● Work to complete: From the records below, return every line containing the word "impl".

[Collected data entries]
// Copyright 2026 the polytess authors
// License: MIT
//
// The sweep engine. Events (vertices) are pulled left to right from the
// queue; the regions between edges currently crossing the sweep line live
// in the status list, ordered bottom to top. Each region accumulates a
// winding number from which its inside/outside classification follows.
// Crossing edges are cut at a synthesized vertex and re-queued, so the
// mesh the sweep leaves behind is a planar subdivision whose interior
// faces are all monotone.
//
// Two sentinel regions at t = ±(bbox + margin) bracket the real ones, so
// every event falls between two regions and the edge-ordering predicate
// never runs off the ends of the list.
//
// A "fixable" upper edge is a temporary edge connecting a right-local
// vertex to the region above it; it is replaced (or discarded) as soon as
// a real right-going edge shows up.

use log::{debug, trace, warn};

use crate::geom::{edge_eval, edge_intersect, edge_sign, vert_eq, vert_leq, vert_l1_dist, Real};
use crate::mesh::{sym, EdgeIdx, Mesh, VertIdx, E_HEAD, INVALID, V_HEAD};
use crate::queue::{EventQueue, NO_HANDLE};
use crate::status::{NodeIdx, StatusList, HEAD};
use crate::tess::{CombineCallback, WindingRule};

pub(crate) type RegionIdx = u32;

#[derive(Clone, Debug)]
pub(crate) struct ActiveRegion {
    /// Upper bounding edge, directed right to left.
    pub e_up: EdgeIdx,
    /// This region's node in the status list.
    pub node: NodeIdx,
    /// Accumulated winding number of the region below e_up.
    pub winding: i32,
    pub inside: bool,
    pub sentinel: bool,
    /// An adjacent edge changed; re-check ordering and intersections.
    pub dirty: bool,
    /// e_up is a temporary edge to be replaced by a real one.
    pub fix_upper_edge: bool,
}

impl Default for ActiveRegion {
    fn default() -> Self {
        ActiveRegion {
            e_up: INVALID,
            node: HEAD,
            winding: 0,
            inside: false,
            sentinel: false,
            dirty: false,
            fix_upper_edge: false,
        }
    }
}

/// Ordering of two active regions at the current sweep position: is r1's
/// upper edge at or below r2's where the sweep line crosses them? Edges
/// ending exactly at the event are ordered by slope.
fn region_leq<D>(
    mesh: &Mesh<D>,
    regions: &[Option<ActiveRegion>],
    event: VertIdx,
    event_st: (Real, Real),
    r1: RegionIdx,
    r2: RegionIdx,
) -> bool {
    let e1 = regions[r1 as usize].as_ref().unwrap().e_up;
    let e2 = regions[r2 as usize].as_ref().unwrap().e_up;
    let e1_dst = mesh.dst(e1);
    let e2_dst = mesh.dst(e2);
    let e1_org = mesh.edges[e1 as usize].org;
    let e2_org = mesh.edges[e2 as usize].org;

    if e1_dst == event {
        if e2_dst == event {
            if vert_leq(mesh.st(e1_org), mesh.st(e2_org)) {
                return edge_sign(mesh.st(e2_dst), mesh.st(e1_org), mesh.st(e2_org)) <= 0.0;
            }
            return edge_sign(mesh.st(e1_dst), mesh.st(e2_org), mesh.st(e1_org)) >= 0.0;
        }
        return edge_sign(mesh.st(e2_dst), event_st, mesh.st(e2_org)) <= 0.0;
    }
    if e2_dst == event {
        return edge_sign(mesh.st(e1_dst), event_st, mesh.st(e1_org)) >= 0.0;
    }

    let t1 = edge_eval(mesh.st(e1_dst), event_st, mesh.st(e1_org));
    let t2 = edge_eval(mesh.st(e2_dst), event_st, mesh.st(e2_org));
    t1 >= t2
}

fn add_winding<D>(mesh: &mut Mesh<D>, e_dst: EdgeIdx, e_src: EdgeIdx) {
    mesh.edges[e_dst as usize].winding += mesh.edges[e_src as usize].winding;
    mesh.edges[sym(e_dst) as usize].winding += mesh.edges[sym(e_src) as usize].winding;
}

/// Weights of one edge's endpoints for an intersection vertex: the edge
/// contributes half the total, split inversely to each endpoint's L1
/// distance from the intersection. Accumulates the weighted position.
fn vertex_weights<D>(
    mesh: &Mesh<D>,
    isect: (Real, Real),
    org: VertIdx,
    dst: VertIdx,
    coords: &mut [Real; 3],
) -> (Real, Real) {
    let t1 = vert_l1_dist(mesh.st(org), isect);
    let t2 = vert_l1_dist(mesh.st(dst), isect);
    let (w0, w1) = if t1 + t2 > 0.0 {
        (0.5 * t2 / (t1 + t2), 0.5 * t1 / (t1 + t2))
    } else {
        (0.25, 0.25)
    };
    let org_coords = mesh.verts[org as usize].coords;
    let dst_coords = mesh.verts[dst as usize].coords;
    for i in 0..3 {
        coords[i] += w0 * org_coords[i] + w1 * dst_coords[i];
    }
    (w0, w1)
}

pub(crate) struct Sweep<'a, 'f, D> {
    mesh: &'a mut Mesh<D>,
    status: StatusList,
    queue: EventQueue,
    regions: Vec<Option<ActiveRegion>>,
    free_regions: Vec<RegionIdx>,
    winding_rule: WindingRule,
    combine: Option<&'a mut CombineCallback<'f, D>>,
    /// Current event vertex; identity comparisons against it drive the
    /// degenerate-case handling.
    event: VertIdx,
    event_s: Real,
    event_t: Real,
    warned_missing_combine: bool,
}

--

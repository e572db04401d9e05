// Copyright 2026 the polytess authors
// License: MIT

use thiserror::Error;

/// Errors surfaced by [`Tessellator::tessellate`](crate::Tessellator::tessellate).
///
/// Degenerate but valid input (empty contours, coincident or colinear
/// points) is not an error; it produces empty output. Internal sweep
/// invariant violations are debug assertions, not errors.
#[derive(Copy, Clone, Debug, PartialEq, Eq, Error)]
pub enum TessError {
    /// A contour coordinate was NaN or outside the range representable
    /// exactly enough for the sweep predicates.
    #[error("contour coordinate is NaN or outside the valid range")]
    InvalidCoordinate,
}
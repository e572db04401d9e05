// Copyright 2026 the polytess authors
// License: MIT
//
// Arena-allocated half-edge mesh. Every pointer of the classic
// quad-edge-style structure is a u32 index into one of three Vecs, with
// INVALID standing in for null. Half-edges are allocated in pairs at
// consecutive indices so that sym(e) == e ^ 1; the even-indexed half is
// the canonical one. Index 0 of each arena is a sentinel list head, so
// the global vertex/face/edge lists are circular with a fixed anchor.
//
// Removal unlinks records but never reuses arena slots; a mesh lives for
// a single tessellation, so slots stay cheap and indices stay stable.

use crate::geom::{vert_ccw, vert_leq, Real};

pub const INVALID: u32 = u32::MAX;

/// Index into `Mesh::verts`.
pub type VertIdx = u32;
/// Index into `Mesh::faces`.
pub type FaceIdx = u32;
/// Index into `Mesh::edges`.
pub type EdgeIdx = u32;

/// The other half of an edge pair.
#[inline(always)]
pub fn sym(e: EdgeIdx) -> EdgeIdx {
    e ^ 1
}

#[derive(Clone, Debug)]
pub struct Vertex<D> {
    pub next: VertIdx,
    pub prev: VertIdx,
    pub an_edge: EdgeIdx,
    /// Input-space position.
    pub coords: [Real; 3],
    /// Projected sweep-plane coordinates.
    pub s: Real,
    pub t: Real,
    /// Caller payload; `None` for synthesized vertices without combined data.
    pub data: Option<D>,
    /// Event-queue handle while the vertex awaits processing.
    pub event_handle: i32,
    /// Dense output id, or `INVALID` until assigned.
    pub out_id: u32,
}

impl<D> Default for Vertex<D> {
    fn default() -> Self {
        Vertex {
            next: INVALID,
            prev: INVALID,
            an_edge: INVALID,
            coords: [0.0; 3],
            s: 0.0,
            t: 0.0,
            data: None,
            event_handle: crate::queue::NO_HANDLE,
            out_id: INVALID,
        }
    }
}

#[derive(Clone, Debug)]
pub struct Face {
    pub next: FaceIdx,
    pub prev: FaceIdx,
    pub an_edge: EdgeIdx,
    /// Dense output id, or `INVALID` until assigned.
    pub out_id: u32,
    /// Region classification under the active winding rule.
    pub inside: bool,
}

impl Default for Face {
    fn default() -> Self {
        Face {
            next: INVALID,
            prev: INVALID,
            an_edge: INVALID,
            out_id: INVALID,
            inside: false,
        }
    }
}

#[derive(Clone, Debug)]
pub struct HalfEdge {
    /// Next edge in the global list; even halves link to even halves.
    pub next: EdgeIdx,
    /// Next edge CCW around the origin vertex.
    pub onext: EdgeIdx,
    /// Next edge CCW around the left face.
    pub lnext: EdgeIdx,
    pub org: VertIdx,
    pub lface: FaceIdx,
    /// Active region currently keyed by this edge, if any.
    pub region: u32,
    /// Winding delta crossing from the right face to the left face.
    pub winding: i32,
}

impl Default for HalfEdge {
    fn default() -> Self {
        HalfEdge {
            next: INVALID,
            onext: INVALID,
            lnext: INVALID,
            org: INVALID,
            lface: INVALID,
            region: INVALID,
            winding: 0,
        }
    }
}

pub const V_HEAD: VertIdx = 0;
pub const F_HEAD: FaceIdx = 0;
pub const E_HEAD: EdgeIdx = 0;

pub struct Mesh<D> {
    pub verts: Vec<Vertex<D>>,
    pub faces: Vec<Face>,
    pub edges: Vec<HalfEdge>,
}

● Task solution:
impl Default for ActiveRegion {
impl<D> Default for Vertex<D> {
impl Default for Face {
impl Default for HalfEdge {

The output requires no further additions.